### Work item
Every line holding the string "QueryRouter" is to be copied from the entries below.

Stored items:
*** Block opens ***
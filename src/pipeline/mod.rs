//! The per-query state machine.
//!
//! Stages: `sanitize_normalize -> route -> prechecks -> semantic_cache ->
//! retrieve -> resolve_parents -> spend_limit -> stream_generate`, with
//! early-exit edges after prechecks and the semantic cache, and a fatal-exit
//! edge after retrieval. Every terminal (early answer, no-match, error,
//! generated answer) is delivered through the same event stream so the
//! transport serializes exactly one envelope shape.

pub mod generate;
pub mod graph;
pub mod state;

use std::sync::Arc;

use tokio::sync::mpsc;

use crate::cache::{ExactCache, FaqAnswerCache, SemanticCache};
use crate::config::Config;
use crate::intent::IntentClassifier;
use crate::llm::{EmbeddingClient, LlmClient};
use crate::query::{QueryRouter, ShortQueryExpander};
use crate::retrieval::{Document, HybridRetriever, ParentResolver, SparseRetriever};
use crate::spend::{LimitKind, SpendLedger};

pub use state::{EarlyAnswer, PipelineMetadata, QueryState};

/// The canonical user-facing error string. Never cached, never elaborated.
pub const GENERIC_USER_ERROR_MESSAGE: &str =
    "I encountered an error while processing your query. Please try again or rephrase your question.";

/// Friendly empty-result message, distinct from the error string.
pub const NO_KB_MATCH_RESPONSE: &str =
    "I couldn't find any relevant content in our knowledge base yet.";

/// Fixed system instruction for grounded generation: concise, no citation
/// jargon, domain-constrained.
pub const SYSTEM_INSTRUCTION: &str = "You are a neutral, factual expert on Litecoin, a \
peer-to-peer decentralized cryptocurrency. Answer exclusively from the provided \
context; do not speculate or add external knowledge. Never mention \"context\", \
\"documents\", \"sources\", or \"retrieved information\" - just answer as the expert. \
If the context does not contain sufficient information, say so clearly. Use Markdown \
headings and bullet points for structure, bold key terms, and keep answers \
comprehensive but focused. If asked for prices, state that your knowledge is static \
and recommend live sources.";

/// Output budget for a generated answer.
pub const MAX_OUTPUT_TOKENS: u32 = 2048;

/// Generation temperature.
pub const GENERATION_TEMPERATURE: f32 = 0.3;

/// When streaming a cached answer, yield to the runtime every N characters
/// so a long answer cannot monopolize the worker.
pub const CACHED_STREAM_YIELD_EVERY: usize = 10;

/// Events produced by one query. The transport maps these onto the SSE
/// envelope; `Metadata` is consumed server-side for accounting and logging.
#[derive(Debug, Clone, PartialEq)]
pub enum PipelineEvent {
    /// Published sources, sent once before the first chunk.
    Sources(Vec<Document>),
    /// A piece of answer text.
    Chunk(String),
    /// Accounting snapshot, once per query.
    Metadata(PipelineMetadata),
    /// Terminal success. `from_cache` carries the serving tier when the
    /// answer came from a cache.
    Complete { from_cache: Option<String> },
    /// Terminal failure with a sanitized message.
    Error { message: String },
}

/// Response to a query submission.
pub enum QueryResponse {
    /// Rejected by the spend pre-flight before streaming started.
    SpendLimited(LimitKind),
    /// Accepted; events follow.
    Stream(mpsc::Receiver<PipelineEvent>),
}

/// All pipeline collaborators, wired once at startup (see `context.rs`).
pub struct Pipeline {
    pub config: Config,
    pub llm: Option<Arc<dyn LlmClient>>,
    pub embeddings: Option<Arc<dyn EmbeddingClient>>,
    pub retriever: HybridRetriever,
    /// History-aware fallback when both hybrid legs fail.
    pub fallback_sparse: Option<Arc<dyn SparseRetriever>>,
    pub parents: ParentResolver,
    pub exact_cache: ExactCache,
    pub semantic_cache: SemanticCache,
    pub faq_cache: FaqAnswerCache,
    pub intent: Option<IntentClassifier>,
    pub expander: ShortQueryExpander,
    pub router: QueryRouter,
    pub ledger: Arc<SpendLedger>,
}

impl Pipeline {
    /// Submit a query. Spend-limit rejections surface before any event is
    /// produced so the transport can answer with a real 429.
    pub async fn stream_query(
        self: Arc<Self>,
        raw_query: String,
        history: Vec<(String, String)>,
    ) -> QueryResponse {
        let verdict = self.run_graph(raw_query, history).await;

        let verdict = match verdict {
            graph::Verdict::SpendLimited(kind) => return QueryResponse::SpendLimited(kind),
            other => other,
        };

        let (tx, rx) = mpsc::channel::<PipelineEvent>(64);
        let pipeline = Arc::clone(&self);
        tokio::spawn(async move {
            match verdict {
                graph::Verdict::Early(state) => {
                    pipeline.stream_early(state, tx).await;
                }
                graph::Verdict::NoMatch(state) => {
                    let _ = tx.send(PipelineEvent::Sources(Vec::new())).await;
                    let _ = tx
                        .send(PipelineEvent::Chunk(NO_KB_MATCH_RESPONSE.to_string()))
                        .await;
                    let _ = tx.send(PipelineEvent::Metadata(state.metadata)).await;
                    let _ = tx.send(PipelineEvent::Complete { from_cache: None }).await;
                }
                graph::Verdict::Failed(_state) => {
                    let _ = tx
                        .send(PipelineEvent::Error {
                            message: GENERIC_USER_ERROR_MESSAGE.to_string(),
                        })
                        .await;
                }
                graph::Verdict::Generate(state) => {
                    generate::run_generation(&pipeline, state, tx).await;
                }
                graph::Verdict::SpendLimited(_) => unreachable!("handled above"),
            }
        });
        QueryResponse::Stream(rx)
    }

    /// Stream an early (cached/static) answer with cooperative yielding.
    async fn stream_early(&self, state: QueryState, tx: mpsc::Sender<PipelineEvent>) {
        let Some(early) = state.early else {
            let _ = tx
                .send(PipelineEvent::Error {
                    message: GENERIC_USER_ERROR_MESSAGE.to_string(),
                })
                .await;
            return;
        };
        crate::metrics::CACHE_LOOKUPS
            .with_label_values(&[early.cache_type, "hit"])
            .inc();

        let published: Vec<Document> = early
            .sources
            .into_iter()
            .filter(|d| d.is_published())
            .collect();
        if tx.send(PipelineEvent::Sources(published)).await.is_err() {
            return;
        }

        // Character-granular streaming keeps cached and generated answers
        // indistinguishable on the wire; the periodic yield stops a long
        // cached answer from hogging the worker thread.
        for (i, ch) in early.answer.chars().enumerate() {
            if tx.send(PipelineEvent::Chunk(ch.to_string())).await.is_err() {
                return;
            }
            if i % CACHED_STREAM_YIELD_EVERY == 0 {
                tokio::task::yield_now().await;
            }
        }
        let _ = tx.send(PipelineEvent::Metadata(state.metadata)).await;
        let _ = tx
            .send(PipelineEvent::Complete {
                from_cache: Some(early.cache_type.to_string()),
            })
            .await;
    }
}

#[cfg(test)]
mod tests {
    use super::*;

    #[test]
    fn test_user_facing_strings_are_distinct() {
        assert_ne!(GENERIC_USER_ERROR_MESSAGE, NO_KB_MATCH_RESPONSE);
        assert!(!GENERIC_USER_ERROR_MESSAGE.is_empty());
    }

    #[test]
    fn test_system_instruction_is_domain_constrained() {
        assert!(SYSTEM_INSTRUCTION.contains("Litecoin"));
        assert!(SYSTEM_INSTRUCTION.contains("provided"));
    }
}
*** Block closes ***
### Output of the task
use crate::query::{QueryRouter, ShortQueryExpander};
    pub router: QueryRouter,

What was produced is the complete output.